From 1954 to 1958, Sri Sarada Math was a branch centre of the Ramakrishna Math at Belur. The Trustees of Belur Math assumed the responsibility of its administration. However, only the inmates of the Sri Sarada Math conducted the day-to-day work of the Math. When the necessity arose, they sought advice from the senior monks of Belur Math. After the inaugural of the Sri Sarada Math, Swami the Belur Math authorities instructed that monks would no longer visit it without proper reason or prior permission.

In 1958, eight Brahmacharinis of the women's Math were tonsured, and they performed the Shraddha ceremony. Then on 2 January 1959, in the Old Shrine of Belur Math, the President, Swami Shankarananda and other senior monks conducted the Viraja Homa, and the eight Brahmacharinis were ordained into formal Sannyasa. They were given the ochre robes and new names. Swami Madhavananda had compiled the names. They would be prefixed by ‘Pravrajika’ and ended with ‘prana’. So the names of the eight pioneer sannyasinis were Pravrajika Bharatiprana, Pravrajika Mokshaprana, Pravrajika Muktiprana, Pravrajika Dayaprana, Pravrajika Vidyaprana, Pravrajika Shraddhaprana, Pravrajika Bhaktiprana, and Pravrajika Medhaprana.

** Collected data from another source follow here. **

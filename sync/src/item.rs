//! Item keys, fingerprints and listings

use std::collections::BTreeMap;

use chrono::{DateTime, Utc};
use serde::{Deserialize, Serialize};

/// Stable identifier of an item: a relative path with `/` separators or a record ID
pub type ItemKey = String;

/// Comparable digest of an item's state, used to detect change without reading the payload
#[derive(Debug, Clone, PartialEq, Eq, Serialize, Deserialize)]
pub struct Fingerprint {
    /// Payload size in bytes (or records)
    pub size: u64,
    /// Content hash, blake3 hex when produced by this crate
    pub hash: Option<String>,
    /// Last modification time, if the store tracks one
    pub modified: Option<DateTime<Utc>>,
}

impl Fingerprint {
    /// Fingerprint of an in-memory payload
    pub fn of_bytes(data: &[u8]) -> Self {
        Self {
            size: data.len() as u64,
            hash: Some(blake3::hash(data).to_hex().to_string()),
            modified: None,
        }
    }

    /// Fingerprint carrying only a precomputed hash
    pub fn with_hash(size: u64, hash: impl Into<String>) -> Self {
        Self {
            size,
            hash: Some(hash.into()),
            modified: None,
        }
    }

    /// Attach a modification time
    pub fn modified_at(mut self, modified: DateTime<Utc>) -> Self {
        self.modified = Some(modified);
        self
    }

    /// Whether two fingerprints describe the same content.
    ///
    /// Hashes decide when both sides carry one. Otherwise size and
    /// modification time must both agree.
    pub fn matches(&self, other: &Fingerprint) -> bool {
        match (&self.hash, &other.hash) {
            (Some(a), Some(b)) => a == b && self.size == other.size,
            _ => self.size == other.size && self.modified == other.modified,
        }
    }
}

/// Read-only snapshot of one side, ordered by key. Each entry is one item.
pub type Listing = BTreeMap<ItemKey, Fingerprint>;
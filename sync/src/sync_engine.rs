//! Main sync engine that orchestrates a run

use std::collections::{HashMap, VecDeque};
use std::sync::Arc;

use parking_lot::Mutex;
use serde::{Deserialize, Serialize};
use tokio::sync::mpsc;
use tokio::task::JoinSet;
use tokio_util::sync::CancellationToken;
use tracing::{debug, error, info, warn};
use uuid::Uuid;

use crate::baseline::BaselineStore;
use crate::comparator::{Action, Comparator, Decision, DecisionSummary, SKIP_IDENTICAL};
use crate::config::SyncConfig;
use crate::error::{Result, SyncError};
use crate::filter::KeyFilter;
use crate::item::{Fingerprint, ItemKey, Listing};
use crate::progress::{ProgressEvent, ProgressReporter};
use crate::result::{Aggregator, SyncResult};
use crate::store::{ItemStore, LocalResolver, StoreResolver};
use crate::transfer::{Outcome, OutcomeStatus, TransferExecutor, SKIP_ABORTED};

/// Phases of a run, in the only order they can occur
#[derive(Debug, Clone, Copy, PartialEq, Eq, PartialOrd, Ord, Hash, Serialize, Deserialize)]
pub enum EnginePhase {
    Idle,
    Enumerating,
    Comparing,
    Transferring,
    Aggregating,
    Done,
}

/// Per-run bookkeeping: id, current phase, progress sink
struct RunState {
    run_id: Uuid,
    phase: EnginePhase,
    progress: Option<ProgressReporter>,
}

impl RunState {
    fn new(progress: Option<ProgressReporter>) -> Self {
        Self {
            run_id: Uuid::new_v4(),
            phase: EnginePhase::Idle,
            progress,
        }
    }

    fn advance(&mut self, next: EnginePhase) {
        debug_assert!(next > self.phase, "phase {:?} cannot follow {:?}", next, self.phase);
        debug!(run_id = %self.run_id, from = ?self.phase, to = ?next, "Phase transition");
        self.phase = next;
        self.report(ProgressEvent::PhaseChanged {
            run_id: self.run_id,
            phase: next,
        });
    }

    fn report(&self, event: ProgressEvent) {
        if let Some(reporter) = &self.progress {
            reporter.report(event);
        }
    }
}

/// Stores opened for a run, already oriented by direction
struct Endpoints {
    executor: TransferExecutor,
    origin: Arc<dyn ItemStore>,
    target: Arc<dyn ItemStore>,
}

/// Executes sync runs. One engine can run any number of configs, one after another or concurrently.
pub struct SyncEngine {
    resolver: Arc<dyn StoreResolver>,
    baseline: Option<Arc<dyn BaselineStore>>,
    progress: Option<ProgressReporter>,
}

impl Default for SyncEngine {
    fn default() -> Self {
        Self::new(LocalResolver)
    }
}

impl SyncEngine {
    /// Create an engine that opens locators through `resolver`
    pub fn new(resolver: impl StoreResolver + 'static) -> Self {
        Self {
            resolver: Arc::new(resolver),
            baseline: None,
            progress: None,
        }
    }

    /// Track last-known-good fingerprints to detect conflicts
    pub fn with_baseline(mut self, baseline: impl BaselineStore + 'static) -> Self {
        self.baseline = Some(Arc::new(baseline));
        self
    }

    /// Report phase changes and outcomes to `reporter`
    pub fn with_progress(mut self, reporter: ProgressReporter) -> Self {
        self.progress = Some(reporter);
        self
    }

    /// Execute one run. Every error ends up in the returned result.
    pub async fn run(&self, config: &SyncConfig) -> SyncResult {
        let mut run = RunState::new(self.progress.clone());
        let mut aggregator = Aggregator::new(run.run_id);

        info!(
            run_id = %run.run_id,
            source = %config.source,
            destination = %config.destination,
            direction = ?config.direction,
            mode = ?config.mode,
            dry_run = config.dry_run,
            "Starting sync run"
        );
        run.report(ProgressEvent::RunStarted {
            run_id: run.run_id,
            source: config.source.clone(),
            destination: config.destination.clone(),
        });
        aggregator.log(format!(
            "Starting sync from '{}' to '{}'",
            config.source, config.destination
        ));

        let (filter, endpoints) = match self.prepare(config) {
            Ok(prepared) => prepared,
            Err(e) => return self.abort_run(run, aggregator, e),
        };

        run.advance(EnginePhase::Enumerating);
        let (origin, target) = match self.enumerate(config, &filter, &endpoints).await {
            Ok(listings) => listings,
            Err(e) => return self.abort_run(run, aggregator, e),
        };
        aggregator.log(format!(
            "Enumerated {} {} items and {} {} items",
            origin.len(),
            config.direction.origin(),
            target.len(),
            config.direction.target()
        ));

        run.advance(EnginePhase::Comparing);
        let decisions = Comparator::new(config).compare(&origin, &target, self.baseline.as_deref());
        let summary = DecisionSummary::of(&decisions);
        debug!(run_id = %run.run_id, ?summary, "Comparison complete");
        aggregator.set_decisions(decisions.len());
        aggregator.log(format!(
            "Planned {} creates, {} updates, {} deletes, {} skips, {} conflicts",
            summary.creates, summary.updates, summary.deletes, summary.skips, summary.conflicts
        ));
        if config.dry_run {
            aggregator.log("Dry run: no changes will be made");
        }

        let known_good = Self::known_good(&decisions);

        run.advance(EnginePhase::Transferring);
        self.transfer(config, &endpoints.executor, decisions, &mut aggregator, &run)
            .await;

        run.advance(EnginePhase::Aggregating);
        if !config.dry_run {
            self.update_baseline(aggregator.outcomes(), &known_good);
        }
        let result = aggregator.finish();
        self.complete_run(run, result)
    }

    /// Synchronous entry point for hosts without a runtime.
    ///
    /// Called from inside a tokio runtime it returns a `Failed` result.
    pub fn run_blocking(&self, config: &SyncConfig) -> SyncResult {
        if tokio::runtime::Handle::try_current().is_ok() {
            let run = RunState::new(self.progress.clone());
            let aggregator = Aggregator::new(run.run_id);
            return self.abort_run(run, aggregator, SyncError::NestedRuntime);
        }

        match tokio::runtime::Builder::new_current_thread()
            .enable_all()
            .build()
        {
            Ok(runtime) => runtime.block_on(self.run(config)),
            Err(e) => {
                let run = RunState::new(self.progress.clone());
                let aggregator = Aggregator::new(run.run_id);
                self.abort_run(run, aggregator, SyncError::Runtime(e))
            }
        }
    }

    /// Validate the config and open both stores, before any I/O
    fn prepare(&self, config: &SyncConfig) -> Result<(KeyFilter, Endpoints)> {
        let filter = config.validate()?;

        let origin_side = config.direction.origin();
        let target_side = config.direction.target();
        let origin = self.resolver.open(config.locator(origin_side), origin_side)?;
        let target = self.resolver.open(config.locator(target_side), target_side)?;

        let executor = TransferExecutor::new(origin.clone(), target.clone(), config);
        Ok((
            filter,
            Endpoints {
                executor,
                origin,
                target,
            },
        ))
    }

    /// Snapshot both sides concurrently and apply the key filter
    async fn enumerate(
        &self,
        config: &SyncConfig,
        filter: &KeyFilter,
        endpoints: &Endpoints,
    ) -> Result<(Listing, Listing)> {
        let (origin, target) = tokio::join!(endpoints.origin.list(), endpoints.target.list());

        let origin = origin
            .map_err(|e| SyncError::enumeration(config.direction.origin(), e.to_string()))?;
        let target = target
            .map_err(|e| SyncError::enumeration(config.direction.target(), e.to_string()))?;

        Ok((filter.apply(origin), filter.apply(target)))
    }

    /// Turn decisions into outcomes, dispatching actionable ones to a bounded worker pool
    async fn transfer(
        &self,
        config: &SyncConfig,
        executor: &TransferExecutor,
        decisions: Vec<Decision>,
        aggregator: &mut Aggregator,
        run: &RunState,
    ) {
        let total = decisions.len();
        let mut queue = VecDeque::new();

        for decision in decisions {
            if decision.action.is_actionable() {
                queue.push_back(decision);
            } else {
                let outcome = executor.execute(&decision).await;
                Self::record(aggregator, run, outcome, total);
            }
        }

        if queue.is_empty() {
            return;
        }

        let workers = config.concurrency.min(queue.len());
        debug!(run_id = %run.run_id, queued = queue.len(), workers, "Dispatching transfers");

        let queue = Arc::new(Mutex::new(queue));
        let cancel = CancellationToken::new();
        let (tx, mut rx) = mpsc::unbounded_channel::<Outcome>();
        let mut pool = JoinSet::new();

        for worker in 0..workers {
            let queue = queue.clone();
            let executor = executor.clone();
            let cancel = cancel.clone();
            let tx = tx.clone();
            let abort_on_error = config.abort_on_error;

            pool.spawn(async move {
                loop {
                    let next = queue.lock().pop_front();
                    let Some(decision) = next else { break };

                    let outcome = if cancel.is_cancelled() {
                        Outcome::skipped(&decision, SKIP_ABORTED)
                    } else {
                        executor.execute(&decision).await
                    };

                    if abort_on_error && outcome.is_failed() && !cancel.is_cancelled() {
                        warn!(worker, key = %outcome.key, "Transfer failed, aborting remaining work");
                        cancel.cancel();
                    }

                    if tx.send(outcome).is_err() {
                        break;
                    }
                }
            });
        }
        drop(tx);

        while let Some(outcome) = rx.recv().await {
            Self::record(aggregator, run, outcome, total);
        }

        while let Some(joined) = pool.join_next().await {
            if let Err(e) = joined {
                error!(run_id = %run.run_id, error = %e, "Transfer worker terminated abnormally");
            }
        }

        if cancel.is_cancelled() {
            aggregator.log("Aborted after first failure; remaining items skipped");
        }
    }

    fn record(aggregator: &mut Aggregator, run: &RunState, outcome: Outcome, total: usize) {
        if run.progress.is_some() {
            run.report(ProgressEvent::OutcomeRecorded {
                run_id: run.run_id,
                outcome: outcome.clone(),
                completed: aggregator.recorded() + 1,
                total,
            });
        }
        aggregator.record(outcome);
    }

    /// Origin fingerprints that become the baseline if their decision succeeds
    fn known_good(decisions: &[Decision]) -> HashMap<ItemKey, Fingerprint> {
        decisions
            .iter()
            .filter(|d| match d.action {
                Action::Create | Action::Update => true,
                Action::Skip => d.reason.as_deref() == Some(SKIP_IDENTICAL),
                Action::Delete | Action::Conflict => false,
            })
            .filter_map(|d| d.origin.clone().map(|fp| (d.key.clone(), fp)))
            .collect()
    }

    fn update_baseline(&self, outcomes: &[Outcome], known_good: &HashMap<ItemKey, Fingerprint>) {
        let Some(baseline) = &self.baseline else {
            return;
        };

        for outcome in outcomes {
            match (&outcome.status, outcome.action) {
                (OutcomeStatus::Applied, Action::Delete) => baseline.remove(&outcome.key),
                (OutcomeStatus::Applied, _) | (OutcomeStatus::Skipped(_), Action::Skip) => {
                    if let Some(fp) = known_good.get(&outcome.key) {
                        baseline.set(&outcome.key, fp.clone());
                    }
                }
                _ => {}
            }
        }
    }

    /// End a run that failed before transfer
    fn abort_run(&self, mut run: RunState, aggregator: Aggregator, error: SyncError) -> SyncResult {
        run.advance(EnginePhase::Aggregating);
        let result = aggregator.fail(&error);
        self.complete_run(run, result)
    }

    fn complete_run(&self, mut run: RunState, result: SyncResult) -> SyncResult {
        run.advance(EnginePhase::Done);
        run.report(ProgressEvent::RunCompleted {
            run_id: run.run_id,
            status: result.status,
            counts: result.counts,
            duration: result.duration,
        });
        result
    }
}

On 26 August 1959, the Sri Sarada Math was recognised as an independent organisation and the full administration was handed over to the nuns. Seven of its nuns were elected to be the Trustees. The Trust deed was registered on 9 September 1959 and it was officially registered as a non-government trust on 11 September 1959. With this, the President of the Sri Sarada Math was also given the responsibility to give spiritual initiation (Mantra Diksha), brahmacharya initiation and the conferring of Sannyasa to eligible women. Thus, an independent Order of Sannyasinis was created.

Sri Sankaracharya did not sanction sannyasa for women. But Swami Vivekananda laid the foundation to admit women into the Puri Sampradaya, one of the ten Orders of the Dasanami Sampradaya started by Sankaracharya. Not only this but the nuns were also given the right to confer Sannyasa upon other women. This was an epoch-making incident in the history of the Hindu religion.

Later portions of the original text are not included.